Retype the data below in full, keeping every character as it is.
##### EXERCISE MATERIALS #####
use std::collections::HashMap;

use async_trait::async_trait;
use parking_lot::Mutex;
use tokio::sync::mpsc;
use tokio::time::{interval, Duration, MissedTickBehavior};

use super::traits::{AsyncModule, ModuleEvent, ModuleId, ModuleMessage, ModuleResult};
use crate::dmx::{Clock, ConnectionEvent, InputDecoder};
use crate::transport::DmxInput;

/// Polls an `InputDecoder` and publishes overrides and connection changes.
pub struct DmxInputModule<T, C> {
    decoder: Mutex<InputDecoder<T, C>>,
    poll_hz: f64,
    status: HashMap<String, String>,
}

impl<T: DmxInput, C: Clock> DmxInputModule<T, C> {
    pub fn new(decoder: InputDecoder<T, C>) -> Self {
        Self {
            decoder: Mutex::new(decoder),
            poll_hz: 100.0,
            status: HashMap::new(),
        }
    }

    /// Rates that are not finite and positive are ignored.
    pub fn set_poll_hz(&mut self, hz: f64) {
        if hz.is_finite() && hz > 0.0 {
            self.poll_hz = hz;
        } else {
            log::warn!("Ignoring DMX input poll rate {}, keeping {}Hz", hz, self.poll_hz);
        }
    }

    pub fn poll_hz(&self) -> f64 {
        self.poll_hz
    }

    fn update_status(&mut self) {
        let decoder = self.decoder.get_mut();
        let connection = decoder.connection();
        let frames_received = decoder.frames_received();
        let frames_dropped = decoder.frames_dropped();

        self.status
            .insert("connected".to_string(), connection.is_connected.to_string());
        self.status
            .insert("frames_received".to_string(), frames_received.to_string());
        self.status
            .insert("frames_dropped".to_string(), frames_dropped.to_string());
    }
}

#[async_trait]
impl<T, C> AsyncModule for DmxInputModule<T, C>
where
    T: DmxInput + 'static,
    C: Clock + 'static,
{
    fn id(&self) -> ModuleId {
        ModuleId::DmxInput
    }

    async fn initialize(&mut self) -> ModuleResult {
        let armed = self.decoder.get_mut().is_initialized();
        let state = if armed { "listening" } else { "disabled" };
        log::info!("DMX input module {}", state);
        self.status.insert("status".to_string(), state.to_string());
        self.update_status();
        Ok(())
    }

    async fn run(
        &mut self,
        mut rx: mpsc::Receiver<ModuleEvent>,
        tx: mpsc::Sender<ModuleMessage>,
    ) -> ModuleResult {
        let armed = self.decoder.get_mut().is_initialized();
        let mut poll_interval = interval(Duration::from_secs_f64(1.0 / self.poll_hz));
        poll_interval.set_missed_tick_behavior(MissedTickBehavior::Skip);

        if armed {
            log::info!("DMX input polling at {}Hz", self.poll_hz);
        }

        loop {
            tokio::select! {
                Some(event) = rx.recv() => {
                    if let ModuleEvent::Shutdown = event {
                        log::info!("DMX input received shutdown signal");
                        break;
                    }
                }

                _ = poll_interval.tick(), if armed => {
                    let (frame, change) = {
                        let decoder = self.decoder.get_mut();
                        let frame = decoder.poll_once();
                        (frame, decoder.take_connection_event())
                    };

                    if let Some(change) = change {
                        let connected = change == ConnectionEvent::Connected;
                        self.update_status();
                        let _ = tx
                            .send(ModuleMessage::Event(ModuleEvent::ConnectionChanged(connected)))
                            .await;
                    }
                    if let Some(frame) = frame {
                        let _ = tx
                            .send(ModuleMessage::Event(ModuleEvent::RealtimeOverride(frame)))
                            .await;
                    }
                }

                else => break,
            }
        }

        Ok(())
    }

    async fn shutdown(&mut self) -> ModuleResult {
        self.update_status();
        self.status
            .insert("status".to_string(), "shutdown".to_string());
        log::info!("DMX input shutdown complete");
        Ok(())
    }

    fn status(&self) -> HashMap<String, String> {
        self.status.clone()
    }
}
#####
▸ **ANSWER AREA**:
use std::collections::HashMap;

use async_trait::async_trait;
use parking_lot::Mutex;
use tokio::sync::mpsc;
use tokio::time::{interval, Duration, MissedTickBehavior};

use super::traits::{AsyncModule, ModuleEvent, ModuleId, ModuleMessage, ModuleResult};
use crate::dmx::{Clock, ConnectionEvent, InputDecoder};
use crate::transport::DmxInput;

/// Polls an `InputDecoder` and publishes overrides and connection changes.
pub struct DmxInputModule<T, C> {
    decoder: Mutex<InputDecoder<T, C>>,
    poll_hz: f64,
    status: HashMap<String, String>,
}

impl<T: DmxInput, C: Clock> DmxInputModule<T, C> {
    pub fn new(decoder: InputDecoder<T, C>) -> Self {
        Self {
            decoder: Mutex::new(decoder),
            poll_hz: 100.0,
            status: HashMap::new(),
        }
    }

    /// Rates that are not finite and positive are ignored.
    pub fn set_poll_hz(&mut self, hz: f64) {
        if hz.is_finite() && hz > 0.0 {
            self.poll_hz = hz;
        } else {
            log::warn!("Ignoring DMX input poll rate {}, keeping {}Hz", hz, self.poll_hz);
        }
    }

    pub fn poll_hz(&self) -> f64 {
        self.poll_hz
    }

    fn update_status(&mut self) {
        let decoder = self.decoder.get_mut();
        let connection = decoder.connection();
        let frames_received = decoder.frames_received();
        let frames_dropped = decoder.frames_dropped();

        self.status
            .insert("connected".to_string(), connection.is_connected.to_string());
        self.status
            .insert("frames_received".to_string(), frames_received.to_string());
        self.status
            .insert("frames_dropped".to_string(), frames_dropped.to_string());
    }
}

#[async_trait]
impl<T, C> AsyncModule for DmxInputModule<T, C>
where
    T: DmxInput + 'static,
    C: Clock + 'static,
{
    fn id(&self) -> ModuleId {
        ModuleId::DmxInput
    }

    async fn initialize(&mut self) -> ModuleResult {
        let armed = self.decoder.get_mut().is_initialized();
        let state = if armed { "listening" } else { "disabled" };
        log::info!("DMX input module {}", state);
        self.status.insert("status".to_string(), state.to_string());
        self.update_status();
        Ok(())
    }

    async fn run(
        &mut self,
        mut rx: mpsc::Receiver<ModuleEvent>,
        tx: mpsc::Sender<ModuleMessage>,
    ) -> ModuleResult {
        let armed = self.decoder.get_mut().is_initialized();
        let mut poll_interval = interval(Duration::from_secs_f64(1.0 / self.poll_hz));
        poll_interval.set_missed_tick_behavior(MissedTickBehavior::Skip);

        if armed {
            log::info!("DMX input polling at {}Hz", self.poll_hz);
        }

        loop {
            tokio::select! {
                Some(event) = rx.recv() => {
                    if let ModuleEvent::Shutdown = event {
                        log::info!("DMX input received shutdown signal");
                        break;
                    }
                }

                _ = poll_interval.tick(), if armed => {
                    let (frame, change) = {
                        let decoder = self.decoder.get_mut();
                        let frame = decoder.poll_once();
                        (frame, decoder.take_connection_event())
                    };

                    if let Some(change) = change {
                        let connected = change == ConnectionEvent::Connected;
                        self.update_status();
                        let _ = tx
                            .send(ModuleMessage::Event(ModuleEvent::ConnectionChanged(connected)))
                            .await;
                    }
                    if let Some(frame) = frame {
                        let _ = tx
                            .send(ModuleMessage::Event(ModuleEvent::RealtimeOverride(frame)))
                            .await;
                    }
                }

                else => break,
            }
        }

        Ok(())
    }

    async fn shutdown(&mut self) -> ModuleResult {
        self.update_status();
        self.status
            .insert("status".to_string(), "shutdown".to_string());
        log::info!("DMX input shutdown complete");
        Ok(())
    }

    fn status(&self) -> HashMap<String, String> {
        self.status.clone()
    }
}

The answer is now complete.